*** Opening Extracted data ***

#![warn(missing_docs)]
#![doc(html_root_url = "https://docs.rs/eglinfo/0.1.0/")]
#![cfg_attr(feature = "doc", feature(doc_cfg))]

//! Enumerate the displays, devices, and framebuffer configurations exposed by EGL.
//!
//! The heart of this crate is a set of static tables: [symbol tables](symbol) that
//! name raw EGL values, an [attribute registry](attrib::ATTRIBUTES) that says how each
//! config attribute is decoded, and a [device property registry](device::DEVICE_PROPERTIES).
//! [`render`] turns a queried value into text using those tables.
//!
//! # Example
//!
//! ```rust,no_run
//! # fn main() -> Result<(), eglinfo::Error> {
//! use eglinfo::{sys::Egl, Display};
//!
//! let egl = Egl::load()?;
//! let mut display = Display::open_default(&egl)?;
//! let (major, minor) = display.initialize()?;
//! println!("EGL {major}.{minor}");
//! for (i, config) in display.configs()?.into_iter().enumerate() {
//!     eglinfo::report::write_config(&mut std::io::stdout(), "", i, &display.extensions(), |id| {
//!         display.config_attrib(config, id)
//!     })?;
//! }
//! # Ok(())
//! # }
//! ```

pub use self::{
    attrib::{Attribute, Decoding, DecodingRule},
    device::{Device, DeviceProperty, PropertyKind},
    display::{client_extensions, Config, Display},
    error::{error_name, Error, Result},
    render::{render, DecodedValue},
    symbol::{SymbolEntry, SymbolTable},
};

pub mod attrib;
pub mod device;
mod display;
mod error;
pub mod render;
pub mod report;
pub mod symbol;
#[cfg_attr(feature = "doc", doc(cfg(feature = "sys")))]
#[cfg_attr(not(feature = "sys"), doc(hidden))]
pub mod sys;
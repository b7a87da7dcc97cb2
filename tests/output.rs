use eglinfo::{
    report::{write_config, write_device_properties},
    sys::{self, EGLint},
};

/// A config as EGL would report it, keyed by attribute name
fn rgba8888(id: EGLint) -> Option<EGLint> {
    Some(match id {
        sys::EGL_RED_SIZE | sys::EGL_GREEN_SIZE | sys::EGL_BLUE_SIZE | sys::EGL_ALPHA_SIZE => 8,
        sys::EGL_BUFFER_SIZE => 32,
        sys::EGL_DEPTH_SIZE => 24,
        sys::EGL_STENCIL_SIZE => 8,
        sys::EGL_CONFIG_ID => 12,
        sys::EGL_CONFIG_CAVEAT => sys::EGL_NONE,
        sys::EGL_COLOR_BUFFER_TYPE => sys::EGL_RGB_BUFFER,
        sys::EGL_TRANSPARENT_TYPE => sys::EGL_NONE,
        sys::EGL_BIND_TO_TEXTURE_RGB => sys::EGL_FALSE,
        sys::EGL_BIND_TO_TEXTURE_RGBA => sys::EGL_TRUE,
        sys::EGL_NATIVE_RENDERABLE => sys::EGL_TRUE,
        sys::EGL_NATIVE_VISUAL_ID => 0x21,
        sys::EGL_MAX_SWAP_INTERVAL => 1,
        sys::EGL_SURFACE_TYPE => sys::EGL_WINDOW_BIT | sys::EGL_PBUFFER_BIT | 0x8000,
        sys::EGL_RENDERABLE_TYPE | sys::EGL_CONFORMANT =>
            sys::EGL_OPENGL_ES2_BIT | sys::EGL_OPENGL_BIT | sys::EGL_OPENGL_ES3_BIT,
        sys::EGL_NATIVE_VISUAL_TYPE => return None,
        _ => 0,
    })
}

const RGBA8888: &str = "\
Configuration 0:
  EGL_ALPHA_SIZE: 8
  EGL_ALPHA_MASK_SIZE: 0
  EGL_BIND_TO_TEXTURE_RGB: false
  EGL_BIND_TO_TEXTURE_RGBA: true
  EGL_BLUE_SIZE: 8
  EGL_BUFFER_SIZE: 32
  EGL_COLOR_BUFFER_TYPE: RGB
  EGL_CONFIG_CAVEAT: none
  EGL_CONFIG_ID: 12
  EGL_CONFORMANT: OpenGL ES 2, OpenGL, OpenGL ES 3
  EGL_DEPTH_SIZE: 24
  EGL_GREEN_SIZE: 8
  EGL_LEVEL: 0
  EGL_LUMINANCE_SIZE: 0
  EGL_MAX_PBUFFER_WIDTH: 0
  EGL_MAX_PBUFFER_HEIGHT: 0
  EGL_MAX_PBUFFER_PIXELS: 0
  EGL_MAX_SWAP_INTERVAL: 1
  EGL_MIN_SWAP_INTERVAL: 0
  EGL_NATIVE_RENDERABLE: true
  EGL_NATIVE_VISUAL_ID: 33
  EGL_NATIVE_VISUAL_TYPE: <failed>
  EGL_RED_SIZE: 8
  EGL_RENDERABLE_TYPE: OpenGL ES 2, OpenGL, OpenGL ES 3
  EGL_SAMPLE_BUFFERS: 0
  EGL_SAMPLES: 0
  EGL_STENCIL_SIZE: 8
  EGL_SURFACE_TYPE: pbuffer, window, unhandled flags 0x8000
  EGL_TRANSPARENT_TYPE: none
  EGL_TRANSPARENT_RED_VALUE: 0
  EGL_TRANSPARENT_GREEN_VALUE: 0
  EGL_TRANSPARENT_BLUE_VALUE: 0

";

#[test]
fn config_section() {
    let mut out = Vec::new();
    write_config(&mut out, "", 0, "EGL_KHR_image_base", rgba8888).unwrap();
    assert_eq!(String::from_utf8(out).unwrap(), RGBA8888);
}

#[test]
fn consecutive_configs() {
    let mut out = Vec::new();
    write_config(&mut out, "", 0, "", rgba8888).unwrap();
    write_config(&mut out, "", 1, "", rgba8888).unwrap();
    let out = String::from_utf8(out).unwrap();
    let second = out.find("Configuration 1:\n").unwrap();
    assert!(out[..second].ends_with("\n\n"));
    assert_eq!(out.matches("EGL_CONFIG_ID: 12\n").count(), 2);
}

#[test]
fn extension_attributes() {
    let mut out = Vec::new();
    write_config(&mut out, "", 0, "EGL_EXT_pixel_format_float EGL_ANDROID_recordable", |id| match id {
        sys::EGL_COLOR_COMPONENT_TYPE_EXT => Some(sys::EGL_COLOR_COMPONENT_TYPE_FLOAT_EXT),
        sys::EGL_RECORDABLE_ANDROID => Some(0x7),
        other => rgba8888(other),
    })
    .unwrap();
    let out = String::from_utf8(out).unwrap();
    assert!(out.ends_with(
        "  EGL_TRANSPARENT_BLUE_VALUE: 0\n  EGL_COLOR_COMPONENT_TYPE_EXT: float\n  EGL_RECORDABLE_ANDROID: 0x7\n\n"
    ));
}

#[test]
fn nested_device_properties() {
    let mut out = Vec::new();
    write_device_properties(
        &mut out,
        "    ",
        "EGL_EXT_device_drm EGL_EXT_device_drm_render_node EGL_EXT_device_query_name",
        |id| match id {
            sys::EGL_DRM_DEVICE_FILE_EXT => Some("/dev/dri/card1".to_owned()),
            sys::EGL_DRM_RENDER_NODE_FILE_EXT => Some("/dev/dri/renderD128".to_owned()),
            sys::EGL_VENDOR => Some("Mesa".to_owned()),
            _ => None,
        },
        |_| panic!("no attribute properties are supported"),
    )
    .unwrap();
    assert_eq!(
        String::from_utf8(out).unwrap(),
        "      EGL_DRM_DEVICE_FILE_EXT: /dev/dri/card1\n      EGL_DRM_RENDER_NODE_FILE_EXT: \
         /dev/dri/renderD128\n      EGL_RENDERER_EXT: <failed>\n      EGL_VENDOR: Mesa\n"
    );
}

*** Closing Extracted data ***
*** Opening Extracted data ***

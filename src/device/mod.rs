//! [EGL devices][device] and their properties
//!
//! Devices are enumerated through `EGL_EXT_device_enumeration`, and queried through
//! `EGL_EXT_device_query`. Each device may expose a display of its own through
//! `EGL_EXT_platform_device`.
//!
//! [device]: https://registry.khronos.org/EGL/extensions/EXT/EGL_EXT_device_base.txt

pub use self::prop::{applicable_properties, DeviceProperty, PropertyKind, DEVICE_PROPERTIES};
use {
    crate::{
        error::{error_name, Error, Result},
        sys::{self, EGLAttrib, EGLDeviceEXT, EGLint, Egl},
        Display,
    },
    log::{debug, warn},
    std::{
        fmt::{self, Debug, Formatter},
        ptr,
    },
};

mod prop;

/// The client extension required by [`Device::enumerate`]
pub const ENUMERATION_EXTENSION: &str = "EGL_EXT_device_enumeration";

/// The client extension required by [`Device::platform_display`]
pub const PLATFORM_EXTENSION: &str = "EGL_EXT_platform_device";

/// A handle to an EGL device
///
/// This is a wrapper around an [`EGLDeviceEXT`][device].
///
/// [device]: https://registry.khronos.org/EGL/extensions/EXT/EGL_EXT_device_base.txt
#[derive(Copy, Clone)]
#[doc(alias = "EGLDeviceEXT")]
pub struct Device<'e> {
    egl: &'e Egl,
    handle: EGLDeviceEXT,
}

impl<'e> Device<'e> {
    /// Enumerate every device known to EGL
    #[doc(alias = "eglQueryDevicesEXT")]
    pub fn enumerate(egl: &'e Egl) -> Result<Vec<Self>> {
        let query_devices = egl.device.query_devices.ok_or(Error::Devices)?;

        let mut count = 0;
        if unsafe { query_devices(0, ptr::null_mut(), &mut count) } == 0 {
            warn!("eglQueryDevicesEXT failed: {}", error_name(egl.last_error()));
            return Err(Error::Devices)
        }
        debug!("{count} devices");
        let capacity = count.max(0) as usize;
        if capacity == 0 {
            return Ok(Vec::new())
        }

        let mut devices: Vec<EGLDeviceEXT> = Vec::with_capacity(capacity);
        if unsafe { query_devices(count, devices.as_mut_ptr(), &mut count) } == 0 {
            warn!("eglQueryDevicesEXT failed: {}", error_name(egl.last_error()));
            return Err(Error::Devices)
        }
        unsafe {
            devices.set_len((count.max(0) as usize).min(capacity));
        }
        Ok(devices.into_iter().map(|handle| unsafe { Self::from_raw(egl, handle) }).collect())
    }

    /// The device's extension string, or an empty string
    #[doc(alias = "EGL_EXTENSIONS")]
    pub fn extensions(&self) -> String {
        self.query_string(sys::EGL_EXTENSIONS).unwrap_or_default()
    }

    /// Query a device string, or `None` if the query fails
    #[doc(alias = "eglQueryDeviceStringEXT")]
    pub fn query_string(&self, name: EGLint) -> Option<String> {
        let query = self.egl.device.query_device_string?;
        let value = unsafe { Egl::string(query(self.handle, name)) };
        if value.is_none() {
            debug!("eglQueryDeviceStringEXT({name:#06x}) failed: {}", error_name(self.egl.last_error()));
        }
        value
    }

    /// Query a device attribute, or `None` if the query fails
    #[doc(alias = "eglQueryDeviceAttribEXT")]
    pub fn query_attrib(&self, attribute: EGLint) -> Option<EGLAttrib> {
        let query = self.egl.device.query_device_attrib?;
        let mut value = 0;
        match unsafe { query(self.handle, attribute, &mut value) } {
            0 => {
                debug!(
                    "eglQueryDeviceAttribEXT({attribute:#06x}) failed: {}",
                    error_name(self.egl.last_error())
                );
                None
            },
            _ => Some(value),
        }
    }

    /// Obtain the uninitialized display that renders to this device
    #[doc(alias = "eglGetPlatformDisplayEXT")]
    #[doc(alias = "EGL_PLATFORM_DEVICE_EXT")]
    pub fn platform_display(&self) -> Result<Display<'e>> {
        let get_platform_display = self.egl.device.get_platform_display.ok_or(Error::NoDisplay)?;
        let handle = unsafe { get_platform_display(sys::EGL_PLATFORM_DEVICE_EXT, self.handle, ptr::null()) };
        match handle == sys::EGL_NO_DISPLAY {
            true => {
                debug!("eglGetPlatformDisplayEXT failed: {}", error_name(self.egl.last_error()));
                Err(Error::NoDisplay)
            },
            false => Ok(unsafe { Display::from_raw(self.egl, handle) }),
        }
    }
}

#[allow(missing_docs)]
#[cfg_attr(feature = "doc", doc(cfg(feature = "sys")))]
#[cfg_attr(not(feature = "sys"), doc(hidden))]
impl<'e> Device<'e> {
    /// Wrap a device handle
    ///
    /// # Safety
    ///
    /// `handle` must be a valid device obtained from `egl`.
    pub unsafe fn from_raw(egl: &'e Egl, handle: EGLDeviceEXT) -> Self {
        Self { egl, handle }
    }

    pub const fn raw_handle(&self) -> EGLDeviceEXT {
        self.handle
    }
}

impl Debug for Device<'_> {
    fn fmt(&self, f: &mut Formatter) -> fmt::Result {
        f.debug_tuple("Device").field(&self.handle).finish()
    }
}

*** Closing Extracted data ***
*** Opening Extracted data ***

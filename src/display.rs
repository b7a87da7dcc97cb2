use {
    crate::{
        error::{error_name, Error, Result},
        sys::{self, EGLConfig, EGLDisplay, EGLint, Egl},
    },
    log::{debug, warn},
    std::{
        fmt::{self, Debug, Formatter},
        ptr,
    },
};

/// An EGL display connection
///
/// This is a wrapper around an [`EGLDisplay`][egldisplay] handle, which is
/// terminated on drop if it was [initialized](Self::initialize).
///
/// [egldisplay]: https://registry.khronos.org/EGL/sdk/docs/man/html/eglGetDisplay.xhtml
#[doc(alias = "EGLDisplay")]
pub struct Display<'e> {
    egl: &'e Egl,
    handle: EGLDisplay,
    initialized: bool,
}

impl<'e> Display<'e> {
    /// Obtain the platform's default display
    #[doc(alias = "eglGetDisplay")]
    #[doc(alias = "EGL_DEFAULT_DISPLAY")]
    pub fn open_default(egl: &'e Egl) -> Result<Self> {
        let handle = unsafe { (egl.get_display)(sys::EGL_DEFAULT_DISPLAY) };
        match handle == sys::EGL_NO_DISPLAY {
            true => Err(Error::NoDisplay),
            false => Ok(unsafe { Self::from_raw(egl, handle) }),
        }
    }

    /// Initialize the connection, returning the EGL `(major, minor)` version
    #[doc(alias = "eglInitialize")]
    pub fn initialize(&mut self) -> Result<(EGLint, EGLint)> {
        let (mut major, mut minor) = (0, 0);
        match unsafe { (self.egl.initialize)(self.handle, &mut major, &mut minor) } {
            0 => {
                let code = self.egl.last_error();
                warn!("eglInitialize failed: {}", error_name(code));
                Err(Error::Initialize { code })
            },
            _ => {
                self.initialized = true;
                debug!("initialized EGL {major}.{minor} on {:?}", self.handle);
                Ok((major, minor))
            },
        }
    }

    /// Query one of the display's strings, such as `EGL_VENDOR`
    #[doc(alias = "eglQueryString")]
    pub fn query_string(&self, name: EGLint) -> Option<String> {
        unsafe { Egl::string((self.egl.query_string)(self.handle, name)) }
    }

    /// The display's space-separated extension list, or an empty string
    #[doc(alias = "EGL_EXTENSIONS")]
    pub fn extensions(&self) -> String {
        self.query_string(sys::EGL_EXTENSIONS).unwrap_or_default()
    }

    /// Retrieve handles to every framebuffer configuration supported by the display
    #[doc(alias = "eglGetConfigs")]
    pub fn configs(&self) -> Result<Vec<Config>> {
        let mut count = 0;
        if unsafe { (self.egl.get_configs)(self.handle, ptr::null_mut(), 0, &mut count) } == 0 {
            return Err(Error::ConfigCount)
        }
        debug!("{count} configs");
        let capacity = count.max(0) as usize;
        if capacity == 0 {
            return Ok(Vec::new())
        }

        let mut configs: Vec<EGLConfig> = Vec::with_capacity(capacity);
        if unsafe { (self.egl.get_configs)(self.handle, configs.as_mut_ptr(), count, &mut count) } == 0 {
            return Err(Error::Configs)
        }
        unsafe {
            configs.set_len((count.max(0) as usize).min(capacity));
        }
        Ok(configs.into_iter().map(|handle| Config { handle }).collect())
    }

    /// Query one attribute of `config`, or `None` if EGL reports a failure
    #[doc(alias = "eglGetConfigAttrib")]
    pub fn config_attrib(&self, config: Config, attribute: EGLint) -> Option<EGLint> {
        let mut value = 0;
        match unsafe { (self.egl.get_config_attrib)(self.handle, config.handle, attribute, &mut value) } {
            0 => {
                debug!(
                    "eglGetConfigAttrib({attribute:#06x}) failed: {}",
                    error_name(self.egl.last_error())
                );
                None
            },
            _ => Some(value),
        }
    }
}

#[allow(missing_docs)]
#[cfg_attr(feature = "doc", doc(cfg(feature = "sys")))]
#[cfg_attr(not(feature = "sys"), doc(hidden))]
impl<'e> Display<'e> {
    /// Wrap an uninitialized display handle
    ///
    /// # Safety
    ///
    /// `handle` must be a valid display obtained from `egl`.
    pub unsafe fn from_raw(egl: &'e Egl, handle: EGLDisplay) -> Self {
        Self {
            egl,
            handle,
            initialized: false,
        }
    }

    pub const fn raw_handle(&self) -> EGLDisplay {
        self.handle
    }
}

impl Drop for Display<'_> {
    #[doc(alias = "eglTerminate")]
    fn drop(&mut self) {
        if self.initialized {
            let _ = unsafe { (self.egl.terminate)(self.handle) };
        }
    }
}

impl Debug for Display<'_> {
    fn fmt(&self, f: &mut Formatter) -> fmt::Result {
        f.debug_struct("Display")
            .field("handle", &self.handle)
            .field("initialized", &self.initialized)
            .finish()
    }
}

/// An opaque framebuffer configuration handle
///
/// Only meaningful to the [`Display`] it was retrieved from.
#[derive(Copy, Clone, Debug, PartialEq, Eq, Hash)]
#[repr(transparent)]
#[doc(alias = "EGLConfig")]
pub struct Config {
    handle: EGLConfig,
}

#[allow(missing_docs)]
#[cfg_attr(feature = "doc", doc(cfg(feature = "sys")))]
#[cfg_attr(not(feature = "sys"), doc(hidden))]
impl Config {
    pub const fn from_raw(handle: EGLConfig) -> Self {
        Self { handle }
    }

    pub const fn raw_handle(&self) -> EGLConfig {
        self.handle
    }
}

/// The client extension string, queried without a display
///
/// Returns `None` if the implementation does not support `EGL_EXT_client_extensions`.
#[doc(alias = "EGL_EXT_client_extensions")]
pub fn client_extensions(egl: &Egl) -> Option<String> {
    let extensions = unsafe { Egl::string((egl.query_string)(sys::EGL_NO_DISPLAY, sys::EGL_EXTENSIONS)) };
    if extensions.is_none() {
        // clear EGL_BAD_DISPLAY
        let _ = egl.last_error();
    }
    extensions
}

*** Closing Extracted data ***

Task details :: Please state how many lines in the material above include the word "field". Nothing but the number is wanted.

Exercise response :: 3